WHAT TO WORK ON:
Scan the entries below for the word "SchemaSource" and copy every line in which it occurs.
----
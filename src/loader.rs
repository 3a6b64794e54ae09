//! Schema loading from local fixtures and remote URLs.
//!
//! [`SchemaLoader`] picks a logical schema name for a service and loads the
//! matching document. Failures are logged and reported as `None`: a missing
//! schema only means operations are routed by inference.

use std::collections::BTreeMap;
use std::path::{Path, PathBuf};
use std::time::Duration;

use serde::Deserialize;
use serde_json::Value;

use crate::error::LoadError;
use crate::schema::Schema;
use crate::types::Service;

/// Default timeout for schema fetches (10 seconds).
pub const DEFAULT_TIMEOUT: Duration = Duration::from_secs(10);

/// Environment variable selecting the execution mode.
pub const MODE_ENV_VAR: &str = "ZGW_CLIENT_MODE";

/// Base-URL substrings mapped to schema names, most specific first.
///
/// These cover services that share a generic API type or serve a narrower
/// API than their type tag suggests.
pub const SCHEMA_URL_PATTERNS: &[(&str, &str)] = &[
    ("/klantinteracties/", "klantinteracties"),
    ("/contactmomenten/", "contactmomenten"),
    ("/klanten/", "klanten"),
    ("/verzoeken/", "verzoeken"),
    ("/objecttypen/", "objecttypen"),
    ("/objecten/", "objecten"),
    ("/autorisaties/", "ac"),
];

/// Fixture file extensions, tried in order.
const FIXTURE_EXTENSIONS: &[&str] = &["yaml", "yml", "json"];

/// Something that can produce a schema for one service.
pub trait SchemaSource {
    /// Load the schema, or `None` when none is available.
    fn load_schema(&self) -> Option<Schema>;
}

/// Where schemas come from.
#[derive(Debug, Clone, Copy, PartialEq, Eq, Deserialize)]
#[serde(rename_all = "lowercase")]
pub enum ExecutionMode {
    /// Read local fixture files.
    Test,
    /// Fetch from the configured schema URLs.
    Production,
}

impl ExecutionMode {
    /// Read the mode from `ZGW_CLIENT_MODE`; anything but `test` is production.
    pub fn detect() -> Self {
        match std::env::var(MODE_ENV_VAR) {
            Ok(value) if value.eq_ignore_ascii_case("test") => ExecutionMode::Test,
            _ => ExecutionMode::Production,
        }
    }
}

/// Schema loading settings.
#[derive(Debug, Clone, Deserialize)]
#[serde(default)]
pub struct LoaderConfig {
    pub mode: ExecutionMode,
    /// Directory holding `<schema name>.yaml` fixtures for test mode.
    pub fixtures_dir: PathBuf,
    /// Logical schema name to document URL, for production mode.
    pub schema_urls: BTreeMap<String, String>,
    #[serde(rename = "timeout_secs", deserialize_with = "deserialize_secs")]
    pub timeout: Duration,
}

fn deserialize_secs<'de, D>(deserializer: D) -> Result<Duration, D::Error>
where
    D: serde::Deserializer<'de>,
{
    u64::deserialize(deserializer).map(Duration::from_secs)
}

impl Default for LoaderConfig {
    fn default() -> Self {
        Self {
            mode: ExecutionMode::detect(),
            fixtures_dir: PathBuf::from("schemas"),
            schema_urls: BTreeMap::new(),
            timeout: DEFAULT_TIMEOUT,
        }
    }
}

impl LoaderConfig {
    pub fn new(mode: ExecutionMode) -> Self {
        Self {
            mode,
            ..Self::default()
        }
    }

    pub fn fixtures_dir(mut self, dir: impl Into<PathBuf>) -> Self {
        self.fixtures_dir = dir.into();
        self
    }

    pub fn schema_url(mut self, name: impl Into<String>, url: impl Into<String>) -> Self {
        self.schema_urls.insert(name.into(), url.into());
        self
    }

    pub fn timeout(mut self, timeout: Duration) -> Self {
        self.timeout = timeout;
        self
    }

    /// Read settings from a JSON or YAML file (by extension).
    ///
    /// # Errors
    ///
    /// Returns `LoadError` if the file is missing or unparsable.
    pub fn from_file(path: &Path) -> Result<Self, LoadError> {
        let content = read_file(path)?;
        if is_yaml_source(&path.to_string_lossy()) {
            serde_yaml::from_str(&content).map_err(|source| LoadError::InvalidYaml { source })
        } else {
            serde_json::from_str(&content).map_err(|source| LoadError::InvalidJson { source })
        }
    }
}

fn read_file(path: &Path) -> Result<String, LoadError> {
    if !path.exists() {
        return Err(LoadError::FileNotFound {
            path: path.to_path_buf(),
        });
    }
    std::fs::read_to_string(path).map_err(|source| LoadError::ReadError {
        path: path.to_path_buf(),
        source,
    })
}

/// Whether a file name or URL points at a YAML document.
fn is_yaml_source(source: &str) -> bool {
    let path = source.split(['?', '#']).next().unwrap_or_default();
    let lower = path.to_ascii_lowercase();
    lower.ends_with(".yaml") || lower.ends_with(".yml")
}

/// Parse a document as JSON or YAML.
fn parse_document(content: &str, yaml: bool) -> Result<Schema, LoadError> {
    let value: Value = if yaml {
        // Via serde_yaml::Value so non-string keys (`200:`) become strings.
        let document: serde_yaml::Value =
            serde_yaml::from_str(content).map_err(|source| LoadError::InvalidYaml { source })?;
        serde_json::to_value(document).map_err(|source| LoadError::InvalidJson { source })?
    } else {
        serde_json::from_str(content).map_err(|source| LoadError::InvalidJson { source })?
    };
    Ok(Schema::new(value))
}

/// Load a schema from a file path. `.yaml`/`.yml` files are parsed as YAML,
/// everything else as JSON.
///
/// # Errors
///
/// Returns `LoadError::FileNotFound` if the file doesn't exist,
/// or a parse error if the content is invalid.
pub fn load_schema_file(path: &Path) -> Result<Schema, LoadError> {
    let content = read_file(path)?;
    parse_document(&content, is_yaml_source(&path.to_string_lossy()))
}

/// Load a schema from a JSON string.
///
/// # Errors
///
/// Returns `LoadError::InvalidJson` if the string isn't valid JSON.
pub fn load_schema_str(content: &str) -> Result<Schema, LoadError> {
    parse_document(content, false)
}

/// Load a schema from an HTTP/HTTPS URL, parsing YAML or JSON by extension.
///
/// # Errors
///
/// Returns `LoadError::NetworkError` if the request fails or returns an
/// error status, or a parse error if the body is invalid.
#[cfg(feature = "remote")]
pub fn load_schema_url(url: &str, timeout: Duration) -> Result<Schema, LoadError> {
    let network_error = |source| LoadError::NetworkError {
        url: url.to_string(),
        source,
    };

    let client = reqwest::blocking::Client::builder()
        .timeout(timeout)
        .build()
        .map_err(network_error)?;

    let body = client
        .get(url)
        .send()
        .and_then(reqwest::blocking::Response::error_for_status)
        .and_then(reqwest::blocking::Response::text)
        .map_err(network_error)?;

    parse_document(&body, is_yaml_source(url))
}

#[cfg(not(feature = "remote"))]
pub fn load_schema_url(url: &str, _timeout: Duration) -> Result<Schema, LoadError> {
    Err(LoadError::RemoteDisabled {
        url: url.to_string(),
    })
}

/// Resolve the logical schema name for a service.
///
/// URL patterns are checked first, then the API type. A generic service
/// with no matching pattern has no schema.
pub fn resolve_schema_name(service: &Service) -> Option<String> {
    SCHEMA_URL_PATTERNS
        .iter()
        .find(|(pattern, _)| service.api_root.contains(pattern))
        .map(|(_, name)| (*name).to_string())
        .or_else(|| service.api_type.schema_name().map(str::to_string))
}

/// Loads the schema of one bound service.
#[derive(Debug, Clone)]
pub struct SchemaLoader {
    service: Option<Service>,
    config: LoaderConfig,
}

impl SchemaLoader {
    pub fn new(service: Option<Service>, config: LoaderConfig) -> Self {
        Self { service, config }
    }

    pub fn service(&self) -> Option<&Service> {
        self.service.as_ref()
    }

    pub fn config(&self) -> &LoaderConfig {
        &self.config
    }

    /// Load the schema, returning the error instead of logging it.
    ///
    /// `Ok(None)` means no schema applies (no service bound, or a generic
    /// service with no known name).
    pub fn try_load(&self) -> Result<Option<Schema>, LoadError> {
        match self.schema_name() {
            Some(name) => self.load_named(&name).map(Some),
            None => Ok(None),
        }
    }

    /// Logical schema name of the bound service, if any.
    pub fn schema_name(&self) -> Option<String> {
        let service = self.service.as_ref()?;
        let name = resolve_schema_name(service);
        if name.is_none() {
            tracing::debug!(base_url = %service.api_root, "no schema name for service");
        }
        name
    }

    fn base_url(&self) -> &str {
        self.service.as_ref().map_or("", |s| s.api_root.as_str())
    }

    fn load_named(&self, name: &str) -> Result<Schema, LoadError> {
        let schema = match self.config.mode {
            ExecutionMode::Test => self.load_fixture(name)?,
            ExecutionMode::Production => {
                let url = self
                    .config
                    .schema_urls
                    .get(name)
                    .ok_or_else(|| LoadError::UnmappedSchema {
                        name: name.to_string(),
                    })?;
                load_schema_url(url, self.config.timeout)?
            }
        };

        tracing::debug!(
            base_url = %self.base_url(),
            schema = %name,
            mode = ?self.config.mode,
            "schema loaded"
        );
        Ok(schema)
    }

    fn load_fixture(&self, name: &str) -> Result<Schema, LoadError> {
        FIXTURE_EXTENSIONS
            .iter()
            .map(|ext| self.config.fixtures_dir.join(format!("{name}.{ext}")))
            .find(|path| path.exists())
            .ok_or_else(|| LoadError::MissingFixture {
                name: name.to_string(),
                dir: self.config.fixtures_dir.clone(),
            })
            .and_then(|path| load_schema_file(&path))
    }
}

impl SchemaSource for SchemaLoader {
    fn load_schema(&self) -> Option<Schema> {
        let name = self.schema_name()?;
        match self.load_named(&name) {
            Ok(schema) => Some(schema),
            Err(error) => {
                tracing::warn!(
                    base_url = %self.base_url(),
                    schema = %name,
                    %error,
                    "failed to load schema, falling back to inference"
                );
                None
            }
        }
    }
}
----
RESULT BELOW:
pub trait SchemaSource {
impl SchemaSource for SchemaLoader {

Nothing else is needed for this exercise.